全く同じタイミングで返事をして、その場に立った。

「……、」


立ち上がったのは丁度斜め前、髪の毛はくせっ毛で色はブラウン。

地毛なのだろうか。ふわふわしてて思わず手を伸ばしたくなる。


すると、その朝野という男は少しこっちを見て、ふわっと笑った。男子高生とは思えない様な雰囲気を纏った男だ。



挨拶程度に微笑み返すと、朝野は少し目を見開いたがすぐにまた笑いかけてくれた。


(…何か俺、やっちゃったか?)


『2人はこの後残るように。それでは着席して下さい。』


(俺上手くやってけるのかなぁ…)





その後式は滞りなく進み、閉会を迎えた。








『それでは10組から順に退場して下さい。』


教師のアナウンスが入ると10組の生徒達がダルそうに立ち上がり、体育館から出ていく。

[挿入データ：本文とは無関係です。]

#[cfg(test)]
mod tests {
    use super::*;
    use tempfile::TempDir;

    #[test]
    fn default_config_matches_operation_defaults() {
        let config = EngineConfig::default();
        assert_eq!(config.transform_params(), TransformParams::default());
        assert_eq!(config.batch.output_prefix, "processed_");
        assert_eq!(config.batch.max_processes, None);
    }

    #[test]
    fn stock_config_parses_to_defaults() {
        let config = parse_config(stock_config_toml()).unwrap();
        assert_eq!(config, EngineConfig::default());
    }

    #[test]
    fn parse_partial_config() {
        let config = parse_config(
            r#"
[exposure]
alpha = 1.5
"#,
        )
        .unwrap();
        assert_eq!(config.exposure.alpha, 1.5);
        assert_eq!(config.exposure.beta, 20.0);
        assert_eq!(config.shadows, ShadowsConfig::default());
    }

    #[test]
    fn parse_tile_grid_and_prefix() {
        let config = parse_config(
            r#"
[color_balance]
tile_grid = [4, 2]

[batch]
output_prefix = "fixed-"
max_processes = 2
"#,
        )
        .unwrap();
        assert_eq!(config.transform_params().clahe.tile_grid, (4, 2));
        assert_eq!(config.batch_settings().output_prefix, "fixed-");
        assert_eq!(config.batch.max_processes, Some(2));
    }

    // =========================================================================
    // Loading
    // =========================================================================

    #[test]
    fn load_config_without_path_returns_default() {
        assert_eq!(load_config(None).unwrap(), EngineConfig::default());
    }

    #[test]
    fn load_config_missing_file_returns_default() {
        let tmp = TempDir::new().unwrap();
        let config = load_config(Some(&tmp.path().join("retouch.toml"))).unwrap();
        assert_eq!(config, EngineConfig::default());
    }

    #[test]
    fn load_config_reads_file() {
        let tmp = TempDir::new().unwrap();
        let path = tmp.path().join("retouch.toml");
        fs::write(
            &path,
            r#"
[details]
sigma_r = 0.4
"#,
        )
        .unwrap();

        let config = load_config(Some(&path)).unwrap();
        assert_eq!(config.details.sigma_r, 0.4);
        assert_eq!(config.details.sigma_s, 10.0);
    }

    #[test]
    fn load_config_invalid_toml_is_error() {
        let tmp = TempDir::new().unwrap();
        let path = tmp.path().join("retouch.toml");
        fs::write(&path, "[exposure\nalpha = ").unwrap();

        assert!(matches!(
            load_config(Some(&path)),
            Err(ConfigError::Toml(_))
        ));
    }

    #[test]
    fn load_config_validates_values() {
        let tmp = TempDir::new().unwrap();
        let path = tmp.path().join("retouch.toml");
        fs::write(
            &path,
            r#"
[shadows]
median_size = 20
"#,
        )
        .unwrap();

        assert!(matches!(
            load_config(Some(&path)),
            Err(ConfigError::Validation(_))
        ));
    }

    // =========================================================================
    // Unknown key rejection
    // =========================================================================

    #[test]
    fn unknown_key_rejected() {
        let err = parse_config(
            r#"
[exposure]
alfa = 1.0
"#,
        )
        .unwrap_err();
        assert!(err.to_string().contains("unknown field"));
    }

    #[test]
    fn unknown_section_rejected() {
        assert!(parse_config("[sharpen]\namount = 1\n").is_err());
    }

    // =========================================================================
    // Validation
    // =========================================================================

    #[test]
    fn validate_default_config_passes() {
        assert!(EngineConfig::default().validate().is_ok());
    }

    #[test]
    fn validate_kernel_sizes_must_be_odd() {
        let mut config = EngineConfig::default();
        config.shadows.dilate_size = 4;
        assert!(config.validate().is_err());

        let mut config = EngineConfig::default();
        config.shadows.dilate_size = 0;
        assert!(config.validate().is_err());

        let mut config = EngineConfig::default();
        config.shadows.dilate_size = 1;
        config.shadows.median_size = 3;
        assert!(config.validate().is_ok());

        let mut config = EngineConfig::default();
        config.shadows.dilate_size = 511;
        assert!(config.validate().is_ok());

        let mut config = EngineConfig::default();
        config.shadows.dilate_size = 513;
        assert!(config.validate().is_err());

        config.shadows.median_size = 1;
        let err = config.validate().unwrap_err();
        assert!(err.to_string().contains("median_size"));
    }

    #[test]
    fn validate_clahe_values() {
        let mut config = EngineConfig::default();
        config.color_balance.clip_limit = 0.0;
        assert!(config.validate().is_err());

        let mut config = EngineConfig::default();
        config.color_balance.tile_grid = [8, 0];
        assert!(config.validate().is_err());
    }

    #[test]
    fn validate_sigma_r_boundary() {
        let mut config = EngineConfig::default();
        config.details.sigma_r = 1.0;
        assert!(config.validate().is_ok());

        config.details.sigma_r = 1.01;
        assert!(config.validate().is_err());

        config.details.sigma_r = 0.0;
        assert!(config.validate().is_err());
    }

    #[test]
    fn validate_sigma_s_positive() {
        let mut config = EngineConfig::default();
        config.details.sigma_s = -1.0;
        assert!(config.validate().is_err());
    }

    #[test]
    fn validate_output_prefix() {
        let mut config = EngineConfig::default();
        config.batch.output_prefix = String::new();
        assert!(config.validate().is_err());

        config.batch.output_prefix = "out/".into();
        assert!(config.validate().is_err());

        config.batch.output_prefix = "out\\".into();
        assert!(config.validate().is_err());

        config.batch.output_prefix = "out_".into();
        assert!(config.validate().is_ok());
    }

    // =========================================================================
    // Thread count
    // =========================================================================

    fn cores() -> usize {
        std::thread::available_parallelism()
            .map(|n| n.get())
            .unwrap_or(1)
    }

    #[test]
    fn effective_threads_auto() {
        assert_eq!(effective_threads(&BatchConfig::default()), cores());
    }

    #[test]
    fn effective_threads_clamped_to_cores() {
        let config = BatchConfig {
            max_processes: Some(99999),
            ..BatchConfig::default()
        };
        assert_eq!(effective_threads(&config), cores());
    }

    #[test]
    fn effective_threads_user_constrains_down() {
        let config = BatchConfig {
            max_processes: Some(1),
            ..BatchConfig::default()
        };
        assert_eq!(effective_threads(&config), 1);
    }

    #[test]
    fn effective_threads_zero_means_one() {
        let config = BatchConfig {
            max_processes: Some(0),
            ..BatchConfig::default()
        };
        assert_eq!(effective_threads(&config), 1);
    }
}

10組の生徒達は、髪が染まってたり服装が乱れていたり、ピアスやらアクセサリーやら…正直近寄りたくない。



「……黒川、くん?」

誰かから囁くように名前を呼ばれた。


「?…あ、はい。」


振り向くと、先程の朝野がにっこり笑ってこちらを見ていた。


「生徒会、頑張ろうね。」


案外子供っぽいしゃべり方をする。ちょっとした母性本能をくすぐられるような、…さぞ女にモテるだろう。


「大変だよね…きっと。」

「しょうがない、一年我慢すれば多分、大丈夫。」


そうやって笑いあったところに


「黒川君、朝野君。」


先程の生徒会長が、俺達のとこに走り寄って来た。